Show every line in the records below that contains the word "match".

[Stored data entries]

*-*-*

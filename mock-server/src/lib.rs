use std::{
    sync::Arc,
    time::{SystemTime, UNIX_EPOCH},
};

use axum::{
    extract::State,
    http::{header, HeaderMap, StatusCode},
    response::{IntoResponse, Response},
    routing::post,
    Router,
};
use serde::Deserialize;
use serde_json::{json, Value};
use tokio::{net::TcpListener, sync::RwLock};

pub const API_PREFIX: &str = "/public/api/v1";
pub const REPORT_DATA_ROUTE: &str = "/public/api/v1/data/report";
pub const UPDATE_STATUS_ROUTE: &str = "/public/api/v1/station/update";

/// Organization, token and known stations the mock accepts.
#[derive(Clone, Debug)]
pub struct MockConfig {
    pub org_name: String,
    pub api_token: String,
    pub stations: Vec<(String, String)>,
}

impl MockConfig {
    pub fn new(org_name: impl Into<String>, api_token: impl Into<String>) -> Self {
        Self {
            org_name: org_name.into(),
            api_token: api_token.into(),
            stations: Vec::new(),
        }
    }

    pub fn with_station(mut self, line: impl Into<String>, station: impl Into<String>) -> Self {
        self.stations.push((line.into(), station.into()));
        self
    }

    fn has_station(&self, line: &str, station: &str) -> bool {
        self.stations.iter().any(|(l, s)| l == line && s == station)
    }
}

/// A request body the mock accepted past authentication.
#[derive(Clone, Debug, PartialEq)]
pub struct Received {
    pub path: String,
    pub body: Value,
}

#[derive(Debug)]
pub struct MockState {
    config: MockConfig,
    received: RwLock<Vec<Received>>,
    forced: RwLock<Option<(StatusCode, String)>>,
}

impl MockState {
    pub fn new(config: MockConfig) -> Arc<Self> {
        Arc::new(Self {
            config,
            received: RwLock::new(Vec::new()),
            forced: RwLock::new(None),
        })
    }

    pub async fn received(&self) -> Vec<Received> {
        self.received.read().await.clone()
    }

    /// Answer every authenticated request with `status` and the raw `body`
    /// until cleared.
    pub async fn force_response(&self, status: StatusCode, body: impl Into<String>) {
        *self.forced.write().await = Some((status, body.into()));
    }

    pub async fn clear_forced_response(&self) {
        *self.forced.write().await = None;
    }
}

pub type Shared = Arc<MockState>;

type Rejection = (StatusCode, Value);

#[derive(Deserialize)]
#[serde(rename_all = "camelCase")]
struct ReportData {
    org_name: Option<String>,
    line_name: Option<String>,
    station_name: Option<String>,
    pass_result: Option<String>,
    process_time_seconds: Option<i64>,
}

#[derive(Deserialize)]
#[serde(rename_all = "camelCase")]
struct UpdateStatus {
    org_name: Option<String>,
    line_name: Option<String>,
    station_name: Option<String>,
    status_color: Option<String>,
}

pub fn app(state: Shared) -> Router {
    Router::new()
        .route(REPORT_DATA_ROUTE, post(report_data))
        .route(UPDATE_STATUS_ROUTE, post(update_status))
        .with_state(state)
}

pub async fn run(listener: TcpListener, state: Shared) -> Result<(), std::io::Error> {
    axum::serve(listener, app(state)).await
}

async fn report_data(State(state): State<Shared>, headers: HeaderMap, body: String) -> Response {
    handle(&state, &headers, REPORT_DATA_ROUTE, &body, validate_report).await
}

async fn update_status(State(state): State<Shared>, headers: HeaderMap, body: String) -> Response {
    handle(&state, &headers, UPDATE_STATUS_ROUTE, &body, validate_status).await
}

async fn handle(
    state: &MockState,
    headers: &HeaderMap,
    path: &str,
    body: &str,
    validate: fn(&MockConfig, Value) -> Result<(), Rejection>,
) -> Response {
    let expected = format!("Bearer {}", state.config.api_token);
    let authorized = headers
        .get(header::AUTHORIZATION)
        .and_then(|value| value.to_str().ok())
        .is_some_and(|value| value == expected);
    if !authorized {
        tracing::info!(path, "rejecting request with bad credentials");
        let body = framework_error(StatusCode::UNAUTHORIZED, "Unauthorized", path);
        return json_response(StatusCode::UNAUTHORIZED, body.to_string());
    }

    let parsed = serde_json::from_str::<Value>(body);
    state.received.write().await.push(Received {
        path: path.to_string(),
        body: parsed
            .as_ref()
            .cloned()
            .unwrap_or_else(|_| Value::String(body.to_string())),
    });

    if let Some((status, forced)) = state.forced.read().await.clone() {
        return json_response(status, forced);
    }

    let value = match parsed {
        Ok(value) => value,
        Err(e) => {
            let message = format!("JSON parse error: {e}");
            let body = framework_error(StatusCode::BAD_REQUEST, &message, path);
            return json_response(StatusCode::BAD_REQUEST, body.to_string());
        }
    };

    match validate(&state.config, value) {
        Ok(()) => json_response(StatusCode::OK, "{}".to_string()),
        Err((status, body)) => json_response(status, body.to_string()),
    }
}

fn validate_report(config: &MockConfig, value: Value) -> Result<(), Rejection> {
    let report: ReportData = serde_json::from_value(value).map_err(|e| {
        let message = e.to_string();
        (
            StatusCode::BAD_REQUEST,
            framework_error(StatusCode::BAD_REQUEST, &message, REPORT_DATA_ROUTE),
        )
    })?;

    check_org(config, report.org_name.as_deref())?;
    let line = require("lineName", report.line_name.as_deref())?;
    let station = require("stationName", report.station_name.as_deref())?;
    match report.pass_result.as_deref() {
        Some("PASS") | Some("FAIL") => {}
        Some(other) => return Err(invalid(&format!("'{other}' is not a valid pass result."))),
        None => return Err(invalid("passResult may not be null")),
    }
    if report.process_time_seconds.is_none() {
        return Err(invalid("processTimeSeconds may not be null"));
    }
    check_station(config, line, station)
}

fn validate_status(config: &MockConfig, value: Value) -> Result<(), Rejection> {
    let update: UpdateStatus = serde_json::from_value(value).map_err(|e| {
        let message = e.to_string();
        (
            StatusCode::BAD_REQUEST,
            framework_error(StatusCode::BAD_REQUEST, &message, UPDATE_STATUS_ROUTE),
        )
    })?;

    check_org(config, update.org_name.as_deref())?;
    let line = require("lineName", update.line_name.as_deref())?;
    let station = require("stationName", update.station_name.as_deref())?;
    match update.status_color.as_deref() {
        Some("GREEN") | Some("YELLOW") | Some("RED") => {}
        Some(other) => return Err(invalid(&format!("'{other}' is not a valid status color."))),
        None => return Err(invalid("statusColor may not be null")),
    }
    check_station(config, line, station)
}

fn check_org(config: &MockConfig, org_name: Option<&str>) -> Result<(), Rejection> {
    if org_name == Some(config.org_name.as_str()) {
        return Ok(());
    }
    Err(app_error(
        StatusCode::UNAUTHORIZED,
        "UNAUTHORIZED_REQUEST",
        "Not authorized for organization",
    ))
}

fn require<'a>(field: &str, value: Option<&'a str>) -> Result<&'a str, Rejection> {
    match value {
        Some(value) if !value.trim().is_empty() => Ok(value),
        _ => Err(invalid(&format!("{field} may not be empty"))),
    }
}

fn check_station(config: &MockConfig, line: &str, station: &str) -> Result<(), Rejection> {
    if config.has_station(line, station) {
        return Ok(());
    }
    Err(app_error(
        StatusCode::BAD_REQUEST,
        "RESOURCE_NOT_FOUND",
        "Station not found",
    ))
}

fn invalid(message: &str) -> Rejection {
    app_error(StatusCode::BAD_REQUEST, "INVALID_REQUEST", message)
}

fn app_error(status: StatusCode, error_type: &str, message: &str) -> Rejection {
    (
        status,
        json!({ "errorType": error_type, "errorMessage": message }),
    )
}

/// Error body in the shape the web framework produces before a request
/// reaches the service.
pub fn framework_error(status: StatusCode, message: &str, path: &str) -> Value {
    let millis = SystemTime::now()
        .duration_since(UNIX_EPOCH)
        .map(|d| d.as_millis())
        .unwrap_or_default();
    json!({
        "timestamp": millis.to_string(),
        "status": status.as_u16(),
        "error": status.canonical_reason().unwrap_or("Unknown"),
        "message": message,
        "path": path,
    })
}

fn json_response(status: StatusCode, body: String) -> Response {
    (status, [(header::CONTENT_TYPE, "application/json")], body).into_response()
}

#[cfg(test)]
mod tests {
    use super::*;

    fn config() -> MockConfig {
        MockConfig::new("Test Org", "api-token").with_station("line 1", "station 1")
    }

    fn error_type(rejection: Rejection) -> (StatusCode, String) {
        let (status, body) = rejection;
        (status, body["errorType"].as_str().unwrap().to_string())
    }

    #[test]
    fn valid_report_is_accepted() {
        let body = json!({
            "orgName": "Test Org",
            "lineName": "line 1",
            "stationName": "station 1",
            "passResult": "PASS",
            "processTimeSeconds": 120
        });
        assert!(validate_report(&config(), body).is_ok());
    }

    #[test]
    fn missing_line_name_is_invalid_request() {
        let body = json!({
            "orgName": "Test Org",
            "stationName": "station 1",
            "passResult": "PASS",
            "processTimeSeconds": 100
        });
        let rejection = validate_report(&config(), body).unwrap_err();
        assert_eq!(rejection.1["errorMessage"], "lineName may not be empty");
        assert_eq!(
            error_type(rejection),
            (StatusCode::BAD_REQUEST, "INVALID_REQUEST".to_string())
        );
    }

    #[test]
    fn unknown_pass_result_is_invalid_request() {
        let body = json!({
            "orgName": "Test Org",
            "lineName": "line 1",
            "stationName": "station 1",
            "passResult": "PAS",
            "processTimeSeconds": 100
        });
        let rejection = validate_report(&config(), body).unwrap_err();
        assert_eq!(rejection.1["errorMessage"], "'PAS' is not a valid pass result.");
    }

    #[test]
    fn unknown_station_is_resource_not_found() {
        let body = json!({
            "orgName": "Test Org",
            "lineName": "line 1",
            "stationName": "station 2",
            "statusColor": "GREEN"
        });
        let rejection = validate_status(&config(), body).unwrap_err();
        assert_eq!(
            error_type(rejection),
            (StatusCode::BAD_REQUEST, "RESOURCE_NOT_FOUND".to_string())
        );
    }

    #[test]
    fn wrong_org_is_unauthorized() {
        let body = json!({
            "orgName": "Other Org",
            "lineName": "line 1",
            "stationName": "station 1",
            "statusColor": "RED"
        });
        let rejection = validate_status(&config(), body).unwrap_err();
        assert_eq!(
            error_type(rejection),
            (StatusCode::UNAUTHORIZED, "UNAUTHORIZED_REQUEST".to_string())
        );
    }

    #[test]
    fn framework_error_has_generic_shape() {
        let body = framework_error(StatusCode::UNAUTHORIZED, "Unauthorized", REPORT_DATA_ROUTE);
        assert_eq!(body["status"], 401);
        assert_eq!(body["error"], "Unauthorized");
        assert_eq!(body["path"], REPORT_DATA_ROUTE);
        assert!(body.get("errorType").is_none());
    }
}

*-*-*

**WRITTEN ANSWER:**
    let value = match parsed {
    match validate(&state.config, value) {
    match report.pass_result.as_deref() {
    match update.status_color.as_deref() {
    match value {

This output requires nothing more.